ASSIGNED TASK
Read through the entries below and return each line with the word "display".

AVAILABLE DATA
┄┄┄┄┄┄┄┄┄┄
//! 说明书加载：PDF 通过 pdf-extract 抽取文本，其它扩展名按 UTF-8 文本读取

use std::path::Path;

/// 已加载的源文档
#[derive(Debug, Clone)]
pub struct SourceDocument {
    /// 来源标识（文件路径）
    pub source: String,
    pub text: String,
}

/// 读取源文档；文件缺失、无法解析或抽取结果为空时返回错误
pub fn load_document(path: &Path) -> Result<SourceDocument, String> {
    let extension = path
        .extension()
        .and_then(|e| e.to_str())
        .unwrap_or("")
        .to_lowercase();

    let text = match extension.as_str() {
        "pdf" => {
            let bytes = std::fs::read(path)
                .map_err(|e| format!("read {}: {}", path.display(), e))?;
            pdf_extract::extract_text_from_mem(&bytes)
                .map_err(|e| format!("extract pdf {}: {}", path.display(), e))?
        }
        _ => std::fs::read_to_string(path)
            .map_err(|e| format!("read {}: {}", path.display(), e))?,
    };

    if text.trim().is_empty() {
        return Err(format!("{} contains no extractable text", path.display()));
    }

    tracing::debug!(source = %path.display(), chars = text.chars().count(), "document loaded");
    Ok(SourceDocument {
        source: path.display().to_string(),
        text,
    })
}

#[cfg(test)]
mod tests {
    use super::*;

    #[test]
    fn test_load_text_manual() {
        let dir = tempfile::tempdir().unwrap();
        let path = dir.path().join("manual.txt");
        std::fs::write(&path, "更换内刀头：按下释放按钮。").unwrap();

        let doc = load_document(&path).unwrap();
        assert_eq!(doc.text, "更换内刀头：按下释放按钮。");
        assert!(doc.source.ends_with("manual.txt"));
    }

    #[test]
    fn test_missing_file_is_error() {
        let dir = tempfile::tempdir().unwrap();
        assert!(load_document(&dir.path().join("ES.pdf")).is_err());
    }

    #[test]
    fn test_blank_file_is_error() {
        let dir = tempfile::tempdir().unwrap();
        let path = dir.path().join("blank.txt");
        std::fs::write(&path, " \n ").unwrap();
        assert!(load_document(&path).is_err());
    }
}
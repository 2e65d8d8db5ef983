//! 评论回复工作流：typestate 状态、图调度、构建器与过程事件

pub mod builder;
pub mod events;
pub mod graph;
pub mod state;

pub use builder::WorkflowBuilder;
pub use events::{send_event, EventSink, WorkflowEvent};
pub use graph::{ReviewWorkflow, ANALYZE_NODE};
pub use state::{ReviewOutcome, WorkflowPhase, WorkflowState};
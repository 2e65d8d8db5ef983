//! Review Agent - 电商评论智能回复
//!
//! 模块划分：
//! - **agent**: 无头 Agent 运行时（CLI 等前端调用）
//! - **config**: 应用配置加载（TOML + 环境变量）
//! - **core**: 错误类型、恢复策略、后端装配
//! - **knowledge**: 说明书加载、分块、嵌入索引与检索
//! - **llm**: LLM 与嵌入客户端抽象及实现（OpenAI 兼容 / DeepSeek / Mock）
//! - **observability**: 日志初始化
//! - **react**: Planner 与有上限的工具调用循环
//! - **review**: 评论分类、路由与回复策略
//! - **tools**: 工具注册表、执行器与说明书检索工具
//! - **workflow**: 评论回复工作流（状态、图、构建器、过程事件）

pub mod agent;
pub mod config;
pub mod core;
pub mod knowledge;
pub mod llm;
pub mod observability;
pub mod react;
pub mod review;
pub mod tools;
pub mod workflow;

pub use agent::ReviewAgent;
pub use crate::core::ReviewError;
pub use workflow::{ReviewOutcome, ReviewWorkflow, WorkflowBuilder, WorkflowEvent};
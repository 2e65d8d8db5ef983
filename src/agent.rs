//! Headless 评论回复 Agent
//!
//! 供 CLI 与其它前端调用的无界面入口：from_config 按配置装配 LLM、嵌入后端、说明书知识库与工作流，
//! process_review 对单条评论跑完整工作流并返回最终回复，process_review_stream 额外推送过程事件。

use std::sync::Arc;
use std::time::Duration;

use crate::config::AppConfig;
use crate::core::orchestrator::{create_embedder, create_llm_from_config};
use crate::core::ReviewError;
use crate::knowledge::KnowledgeBase;
use crate::llm::LlmClient;
use crate::tools::ReadInstructionsTool;
use crate::workflow::{EventSink, ReviewOutcome, ReviewWorkflow, WorkflowBuilder};

/// 已装配的 Agent，可跨任务共享（内部只有只读依赖）
pub struct ReviewAgent {
    llm: Arc<dyn LlmClient>,
    knowledge: Arc<KnowledgeBase>,
    workflow: ReviewWorkflow,
}

impl ReviewAgent {
    /// 从配置创建 Agent（索引在首次检索或 prepare 时才加载 / 构建）
    pub fn from_config(cfg: &AppConfig) -> Self {
        let llm = create_llm_from_config(cfg);
        let knowledge = Arc::new(
            KnowledgeBase::from_config(&cfg.knowledge, create_embedder(cfg))
                .with_concurrency(cfg.embedding.concurrency),
        );
        Self::with_components(llm, knowledge, cfg)
    }

    /// 使用外部提供的 LLM 与知识库装配
    pub fn with_components(
        llm: Arc<dyn LlmClient>,
        knowledge: Arc<KnowledgeBase>,
        cfg: &AppConfig,
    ) -> Self {
        let workflow = WorkflowBuilder::new(llm.clone())
            .tool(Arc::new(ReadInstructionsTool::new(knowledge.clone())))
            .max_iterations(cfg.agent.max_iterations)
            .tool_timeout(Duration::from_secs(cfg.tools.tool_timeout_secs))
            .build();
        Self {
            llm,
            knowledge,
            workflow,
        }
    }

    /// 预先加载或构建说明书索引
    pub async fn prepare(&self) -> Result<usize, ReviewError> {
        let store = self.knowledge.ensure_ready().await?;
        Ok(store.len())
    }

    /// 处理单条评论，返回最终回复及分类、路由结果
    pub async fn process_review(&self, review: &str) -> Result<ReviewOutcome, ReviewError> {
        self.workflow.run(review, None).await
    }

    /// 处理单条评论，通过 event_tx 推送 NodeStarted / Classified / Routed / ToolCall / Observation / Finished
    pub async fn process_review_stream(
        &self,
        review: &str,
        event_tx: EventSink,
    ) -> Result<ReviewOutcome, ReviewError> {
        self.workflow.run(review, Some(&event_tx)).await
    }

    /// (prompt, completion, total)
    pub fn token_usage(&self) -> (u64, u64, u64) {
        self.llm.token_usage()
    }
}
//! 工具注册表
//!
//! 所有工具实现 Tool trait（name / description / parameters_schema / execute），由 ToolRegistry 按名注册与查找，
//! ToolExecutor 在调用时加超时并统一转 ReviewError。

use std::collections::BTreeMap;
use std::sync::Arc;

use async_trait::async_trait;
use serde_json::Value;

/// 工具 trait：名称、描述（供 LLM 理解）、参数 schema、异步执行（args 为 JSON）
#[async_trait]
pub trait Tool: Send + Sync {
    /// 工具名称（用于 JSON 中的 "tool" 字段）
    fn name(&self) -> &str;

    /// 工具描述（供 LLM 判断何时调用）
    fn description(&self) -> &str;

    /// 参数 JSON Schema；默认无参数
    fn parameters_schema(&self) -> Value {
        serde_json::json!({
            "type": "object",
            "properties": {},
            "required": []
        })
    }

    async fn execute(&self, args: Value) -> Result<String, String>;
}

/// 工具注册表：按名称存储 Arc<dyn Tool>（BTreeMap 保证生成的 prompt 顺序稳定）
#[derive(Default, Clone)]
pub struct ToolRegistry {
    tools: BTreeMap<String, Arc<dyn Tool>>,
}

impl ToolRegistry {
    pub fn new() -> Self {
        Self::default()
    }

    pub fn register(&mut self, tool: impl Tool + 'static) {
        self.register_arc(Arc::new(tool));
    }

    pub fn register_arc(&mut self, tool: Arc<dyn Tool>) {
        self.tools.insert(tool.name().to_string(), tool);
    }

    pub fn get(&self, name: &str) -> Option<Arc<dyn Tool>> {
        self.tools.get(name).cloned()
    }

    pub fn tool_names(&self) -> Vec<String> {
        self.tools.keys().cloned().collect()
    }

    pub fn is_empty(&self) -> bool {
        self.tools.is_empty()
    }

    /// 工具清单 JSON（name / description / parameters），拼入负面回复策略的 system prompt
    pub fn to_schema_json(&self) -> String {
        let tools: Vec<Value> = self
            .tools
            .iter()
            .map(|(name, tool)| {
                serde_json::json!({
                    "name": name,
                    "description": tool.description(),
                    "parameters": tool.parameters_schema()
                })
            })
            .collect();
        serde_json::to_string_pretty(&tools).unwrap_or_else(|_| "[]".to_string())
    }
}

#[cfg(test)]
mod tests {
    use super::*;

    struct Upper;

    #[async_trait]
    impl Tool for Upper {
        fn name(&self) -> &str {
            "upper"
        }

        fn description(&self) -> &str {
            "Uppercase text"
        }

        async fn execute(&self, args: Value) -> Result<String, String> {
            Ok(args["text"].as_str().unwrap_or_default().to_uppercase())
        }
    }

    #[tokio::test]
    async fn test_register_and_lookup() {
        let mut registry = ToolRegistry::new();
        assert!(registry.is_empty());
        registry.register(Upper);

        assert_eq!(registry.tool_names(), vec!["upper".to_string()]);
        let tool = registry.get("upper").unwrap();
        let out = tool.execute(serde_json::json!({"text": "ok"})).await.unwrap();
        assert_eq!(out, "OK");
        assert!(registry.get("missing").is_none());
    }

    #[test]
    fn test_schema_json_lists_tools() {
        let mut registry = ToolRegistry::new();
        registry.register(Upper);
        let schema: Value = serde_json::from_str(&registry.to_schema_json()).unwrap();
        assert_eq!(schema[0]["name"], "upper");
        assert_eq!(schema[0]["parameters"]["type"], "object");
    }
}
┄┄┄┄┄┄┄┄┄┄
YOUR SOLUTION
                .map_err(|e| format!("read {}: {}", path.display(), e))?;
                .map_err(|e| format!("extract pdf {}: {}", path.display(), e))?
            .map_err(|e| format!("read {}: {}", path.display(), e))?,
        return Err(format!("{} contains no extractable text", path.display()));
    tracing::debug!(source = %path.display(), chars = text.chars().count(), "document loaded");
        source: path.display().to_string(),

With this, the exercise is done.